1) The Housing Bubble will never deflate and property values never decline. While it's true that future equity will go unmined, debts run up in the name of that equity will never come due.

2) When faced with infinite space, the U.S. Department of Housing and Urban Development (HUD) will declare the housing crisis over and FHA mortgage fraud a thing of the past. But don't bank on it.

3) New Jersey's twisted pols & players would finally get U.S. Attorney Christopher J. Christie off their backs. Though they might find his replacement even more disconcerting.

4) Northeast mega developer and generous-to-a-fault political contributor Charles Kushner would beat spending 2 years in prison for video taping his brother-in-law with a hooker. The one Kushner hired in hopes of blackmailing his bro out of testifying re Kushner's illegal political contributions. Plus, Kushner's rumored video collection of pols assuming Kama Sutra positions with poultry would definitely be destroyed. Not so hot for Kushner, but pols and poultry will hallelujah.

5) Mayor Joseph DeStefano of Middletown, New York won't have to pay his parking tickets or hassle with any more lawsuits. Nor sweat like a rookie realtor to rent out HUD bucked office space.

6) In Springfield, Massachusetts, the fetuses aka unborn babies found buried in bottles on the grounds of a Springfield Housing Authority apartment complex will finally meet their daddies. If the daddies do the hot spot, babes can still wave from on high.

7) Even if the Supreme Court comes down on the wrong side of Kelo vs. New London, Connecticut, municipal governments will never steam roll anther nabe with eminent domain in order to pass the shovel ready remains along to a "preferred developer" for a song. The ditty? What Have You Done For Me Lately.

8) The last gasping blue collar neighborhood of Park South in Albany, New York will go to a far far better place. Rather than being turned into a giant student flop by Mayor Jerry Jennings, the Albany Community Development Agency, the Albany Local Development Corporation, the University Heights Crew and oh yes-- eminent domain.

9) Legislators in both Kentucky and Ohio can stop pretending they'll ever produce the home buying reforms everybody said were needed after the 2002 mortgage fraud driven collapse of Peoples Bank of Northern Kentucky.
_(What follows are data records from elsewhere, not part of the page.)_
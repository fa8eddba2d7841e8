//! Quitanda client commerce core.
//!
//! This crate is the state core behind the Quitanda storefront client: the
//! shopping cart, the authenticated session, and the checkout flow that
//! coordinates them with order submission. Presentation (pages, rendering,
//! routing) lives elsewhere and only reads store state, subscribes to change
//! events, and dispatches operations into the core.
//!
//! # Architecture
//!
//! - [`cart::CartStore`] - in-memory cart with computed totals, independent
//!   of authentication. Mutations are synchronous and infallible.
//! - [`session::SessionStore`] - authentication lifecycle with credentials
//!   persisted across restarts.
//! - [`checkout::CheckoutFlow`] - the address -> payment -> submission state
//!   machine. Snapshots the cart at submission time and clears it exactly
//!   once on success.
//! - [`gateway`] - the remote API boundary. All transport and status-code
//!   decoding happens here; the stores only ever see [`gateway::ApiError`].
//!
//! Stores are owned by the application root and passed by reference to
//! whichever component needs them - there are no global singletons. All
//! mutations run to completion on a single logical task; only gateway calls
//! suspend.

#![cfg_attr(not(test), forbid(unsafe_code))]

pub mod cart;
pub mod checkout;
pub mod config;
pub mod gateway;
pub mod models;
pub mod session;

pub use cart::{CartEvent, CartStore};
pub use checkout::{CheckoutError, CheckoutFlow, CheckoutState};
pub use config::{ClientConfig, ConfigError};
pub use gateway::{ApiError, AuthFailure, HttpGateway, RemoteGateway};
pub use models::{Address, CartLine, Order, Product, User};
pub use session::{RegisterProfile, SessionError, SessionEvent, SessionStore};

#[cfg(test)]
pub(crate) mod testing;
Bill Erpenbeck, the developer who launched the frauds that collapsed the bank won't need to file any more appeals of his long prison sentence. And John Finnan and Marc Menne, the bank honchos who floated the developer who launched the fraud that collapsed the bank won't see the end of their shorter ones.
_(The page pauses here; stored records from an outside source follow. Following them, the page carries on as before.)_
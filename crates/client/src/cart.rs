//! In-memory shopping cart store.
//!
//! The cart is independent of authentication: it fills up before login and
//! survives auth failures untouched. Every mutation is synchronous, runs to
//! completion, and is infallible - invalid input (zero quantity, unknown
//! product id) degrades to a no-op rather than an error, because cart edits
//! are pure local state transitions with no external resource to fail on.
//!
//! State lives behind a mutex so the store can be shared by handle with the
//! presentation layer and the checkout flow; the lock is only ever held for
//! the duration of one synchronous mutation, never across a suspension
//! point. Subscribers receive a [`CartEvent`] per change through a broadcast
//! channel instead of re-reading the whole store.

use std::sync::{Mutex, MutexGuard, PoisonError};

use tokio::sync::broadcast;
use tracing::debug;

use quitanda_core::{Price, ProductId};

use crate::models::{CartLine, Product};

const EVENT_CHANNEL_CAPACITY: usize = 64;

/// A discrete cart change, published to subscribers after each mutation.
#[derive(Debug, Clone, PartialEq, Eq)]
pub enum CartEvent {
    /// A new line entered the cart.
    LineAdded(ProductId),
    /// An existing line's quantity changed.
    LineUpdated(ProductId),
    /// A line left the cart.
    LineRemoved(ProductId),
    /// The whole cart was emptied.
    Cleared,
}

/// Authoritative in-memory cart.
///
/// Lines keep first-added order, one line per product id. Totals are always
/// computed from the lines, never cached, so they cannot desync.
#[derive(Debug)]
pub struct CartStore {
    lines: Mutex<Vec<CartLine>>,
    events: broadcast::Sender<CartEvent>,
}

impl Default for CartStore {
    fn default() -> Self {
        Self::new()
    }
}

impl CartStore {
    /// Create an empty cart.
    #[must_use]
    pub fn new() -> Self {
        let (events, _) = broadcast::channel(EVENT_CHANNEL_CAPACITY);
        Self {
            lines: Mutex::new(Vec::new()),
            events,
        }
    }

    fn lock(&self) -> MutexGuard<'_, Vec<CartLine>> {
        self.lines.lock().unwrap_or_else(PoisonError::into_inner)
    }

    /// Subscribe to cart change events.
    #[must_use]
    pub fn subscribe(&self) -> broadcast::Receiver<CartEvent> {
        self.events.subscribe()
    }

    /// Add `quantity` units of `product` to the cart.
    ///
    /// If the product is already in the cart its line quantity is
    /// incremented; otherwise a new line is appended. A zero quantity is a
    /// no-op. Stock is not checked here - quantity selectors clamp before
    /// calling, and the remote side revalidates at submission.
    pub fn add_item(&self, product: &Product, quantity: u32) {
        if quantity == 0 {
            return;
        }

        let event = {
            let mut lines = self.lock();
            if let Some(line) = lines.iter_mut().find(|l| l.product_id == product.id) {
                line.quantity += quantity;
                debug!(product_id = %product.id, quantity = line.quantity, "cart line incremented");
                CartEvent::LineUpdated(product.id)
            } else {
                lines.push(CartLine {
                    product_id: product.id,
                    name: product.name.clone(),
                    unit_price: product.price,
                    quantity,
                    image_url: product.image_url.clone(),
                });
                debug!(product_id = %product.id, quantity, "cart line added");
                CartEvent::LineAdded(product.id)
            }
        };
        self.publish(event);
    }

    /// Set the quantity of an existing line.
    ///
    /// A quantity of zero removes the line entirely, same as
    /// [`remove_item`](Self::remove_item). Unknown product ids are a no-op.
    pub fn update_quantity(&self, product_id: ProductId, quantity: u32) {
        if quantity == 0 {
            self.remove_item(product_id);
            return;
        }

        let updated = {
            let mut lines = self.lock();
            match lines.iter_mut().find(|l| l.product_id == product_id) {
                Some(line) => {
                    line.quantity = quantity;
                    true
                }
                None => false,
            }
        };
        if updated {
            debug!(%product_id, quantity, "cart line quantity set");
            self.publish(CartEvent::LineUpdated(product_id));
        }
    }

    /// Remove a line from the cart. No-op if the product is not in the cart.
    pub fn remove_item(&self, product_id: ProductId) {
        let removed = {
            let mut lines = self.lock();
            let before = lines.len();
            lines.retain(|l| l.product_id != product_id);
            lines.len() != before
        };
        if removed {
            debug!(%product_id, "cart line removed");
            self.publish(CartEvent::LineRemoved(product_id));
        }
    }

    /// Empty the cart.
    ///
    /// Called by the checkout flow after a successful submission, or directly
    /// by the user.
    pub fn clear(&self) {
        let cleared = {
            let mut lines = self.lock();
            if lines.is_empty() {
                false
            } else {
                lines.clear();
                true
            }
        };
        if cleared {
            debug!("cart cleared");
            self.publish(CartEvent::Cleared);
        }
    }

    /// A copy of the current lines in first-added order.
    #[must_use]
    pub fn lines(&self) -> Vec<CartLine> {
        self.lock().clone()
    }

    /// The lines and total price captured in one consistent view.
    ///
    /// This is what the checkout flow submits: mutations made after the
    /// snapshot do not affect it.
    #[must_use]
    pub fn snapshot(&self) -> (Vec<CartLine>, Price) {
        let lines = self.lock();
        let total = lines.iter().map(CartLine::line_total).sum();
        (lines.clone(), total)
    }

    /// Whether the cart has no lines.
    #[must_use]
    pub fn is_empty(&self) -> bool {
        self.lock().is_empty()
    }

    /// Whether the cart has a line for this product.
    #[must_use]
    pub fn contains(&self, product_id: ProductId) -> bool {
        self.lock().iter().any(|l| l.product_id == product_id)
    }

    /// Quantity of a product currently in the cart, zero if absent.
    #[must_use]
    pub fn quantity_of(&self, product_id: ProductId) -> u32 {
        self.lock()
            .iter()
            .find(|l| l.product_id == product_id)
            .map_or(0, |l| l.quantity)
    }

    /// Sum of all line quantities.
    #[must_use]
    pub fn total_items(&self) -> u32 {
        self.lock().iter().map(|l| l.quantity).sum()
    }

    /// Sum of `unit_price x quantity` over all lines.
    #[must_use]
    pub fn total_price(&self) -> Price {
        self.lock().iter().map(CartLine::line_total).sum()
    }

    fn publish(&self, event: CartEvent) {
        // A send error just means nobody is subscribed right now.
        let _ = self.events.send(event);
    }
}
10) In Texas, KB Home will finally be rid of that aggravating Janet Ahmad at Homeowners For Better Building (HOBB). Plus all Texas builders will be even more protected than they already are from consumer legal actions. Though the binding arbitration clause in their final contract may mean they spend eternity sucking moldy lemons.

11) There will be no more taxpayer funded uber-development on the Jersey Gold Coast. Mayor Dave "Reform" Roberts in Hoboken won't be able to give away the last 10 square feet of open space. The Westside Stadium in Manhattan will never be built. And in every post-industrial city in the USA, the word "revitalization" will never again cross the lips of crooks surrounded by cronies.

12) Since supermarket lines will no longer exist no one will ever get stuck staring at a cover of Cosmopolitan touting 58 Fabulous New Ways to Do It With Poultry (paging Charles Kushner) and featuring a hitherto comely female star transformed into that Cosmo Girl from the bath tub scene in The Shining.

Since not everyone is an optimist, here's the half empty:

1) The people of Providence, Rhode Island won't be able to welcome X Mayor Vincent "Buddy" Cianci back from prison with a brass band parade. Nor will their Buddy get to clobber any more romantic rivals with logs, threaten ex-girlfriends, hob nob with bag men or give anyone a helping of his signature sauce.

2) X Governor John Rowland of Connecticut won't get to show his former constituents that his new found humility isn't just court-wear. And U.S. District Judge Peter C. Dorsey won't have nearly enough time to explain why he gave John-Boy less slammer time than even his plea bargainers expected.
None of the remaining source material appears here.